Oranges Filled With Jelly

This is one of the fanciful dishes which make a pretty appearance on a supper table, and are acceptable when much variety is desired. Take some very fine oranges, and with the point of a small knife cut out from the top of each a round about the size of a shilling; then with the small end of a tea or egg spoon, empty them entirely, taking great care not to break the rinds. Throw these into cold water, and make jelly of the juice, which must be well pressed from the pulp, and strained as clear as possible. Colour one half a fine rose colour with prepared cochineal, and leave the other very pale; when it is nearly cold, drain and wipe the orange rinds, and fill them with alternate stripes of the two jellies; when they are perfectly cold cut them in quarters, and dispose them tastefully in a dish with a few light branches of myrtle between them. Calf's feet or any other variety of jelly, or different blamanges, may be used at choice to fill the rinds: the colours, however, should contrast as much as possible.

Constantia Jelly

Infuse in a pint of water for five minutes the rind of half a Seville orange, pared extremely thin; add an ounce of isinglass; and when this is dissolved throw in four ounces of good sugar in lumps; stir well, and simmer the whole for a few minutes, then mix with it four large wineglassesful of Constantia, and strain the jelly through a fine cloth of close texture; let it settle and cool, then pour it gently from any sediment there may be, into a mould which has been laid for an hour or two into water. We had this jelly made in the first instance, for an invalid who was forbidden to take acids, and it proved so agreeable in flavour that we can recommend it for the table. The isinglass, with an additional quarter ounce, might be clarified, and the sugar and orange-rind boiled with it afterwards.
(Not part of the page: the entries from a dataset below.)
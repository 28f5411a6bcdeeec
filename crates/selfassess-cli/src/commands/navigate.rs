//! The `selfassess answer`, `next`, `back` and `reset` commands.

use anyhow::Result;

use selfassess_core::model::{QuestionId, MAX_SECTION_SCORE, SECTION_COUNT};

use super::{open_session, warn_unsaved};
use crate::config::SelfassessConfig;

pub fn answer(config: &SelfassessConfig, question: u32, value: u32) -> Result<()> {
    let mut session = open_session(config);
    let saved = session.record_answer(question, value)?;
    warn_unsaved(saved.persisted);

    if let Some(q) = QuestionId::new(question) {
        println!(
            "{q} = {value} ({} score: {}/{MAX_SECTION_SCORE})",
            q.section(),
            saved.value
        );
    }
    Ok(())
}

pub fn next(config: &SelfassessConfig) -> Result<()> {
    let mut session = open_session(config);
    let engine = session.engine();
    if engine.current_section() == SECTION_COUNT && engine.is_section_complete(SECTION_COUNT)? {
        println!("This is the last part. Run `selfassess results` to see your score.");
        return Ok(());
    }
    let saved = session.advance()?;
    warn_unsaved(saved.persisted);
    println!("{}", session.engine().progress_label());
    Ok(())
}

pub fn back(config: &SelfassessConfig) -> Result<()> {
    let mut session = open_session(config);
    let saved = session.retreat()?;
    warn_unsaved(saved.persisted);
    println!("{}", session.engine().progress_label());
    Ok(())
}

pub fn reset(config: &SelfassessConfig) -> Result<()> {
    let mut session = open_session(config);
    let saved = session.reset();
    warn_unsaved(saved.persisted);
    println!("Survey reset. {}", session.engine().progress_label());
    Ok(())
}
Water, 1 pint; rind 1/2 Seville orange: 5 minutes. Isinglass, 1 oz.; sugar, 4 ozs.: 5 to 7 minutes. Constantia, 4 large wineglassesful.

Fancy Jellies

To give greater transparency of appearance to jelly, it is often made jn a mould with a cylindrical tube in the centre. The space left in the centre is sometimes filled with very light, whipped cream, flavoured and coloured so as to eat agreeably with it, and to please the eye as well: this may be tastefully garnished with preserved, or with fresh fruit. Italian jelly is made by half filling a mould of this, or any of more convenient shape, and laying round upon it in a chain, as soon as it is set, some blamange made rather firm, and cut of equal thickness and size with a small round cutter; the mould is then filled with the remainder of the jelly, which must be nearly cold, but not beginning to set. Brandied morella cherries, drained very dry, are sometimes dropped into moulds of pale jelly; and fruits, either fresh or preserved, are arranged in them with exceedingly good effect when skilfully managed; but this is best accomplished by having a mould for the purpose, with another of smaller size fixed in it by means of slight wires; which hook on to the edge of the outer one.

By pouring water into this it may easily be detached from the jelly; the fruit is then to be placed in the space left by it, and the whole filled up with more jelly; to give the proper effect, it must be recollected that the dish will he reversed when sent to table.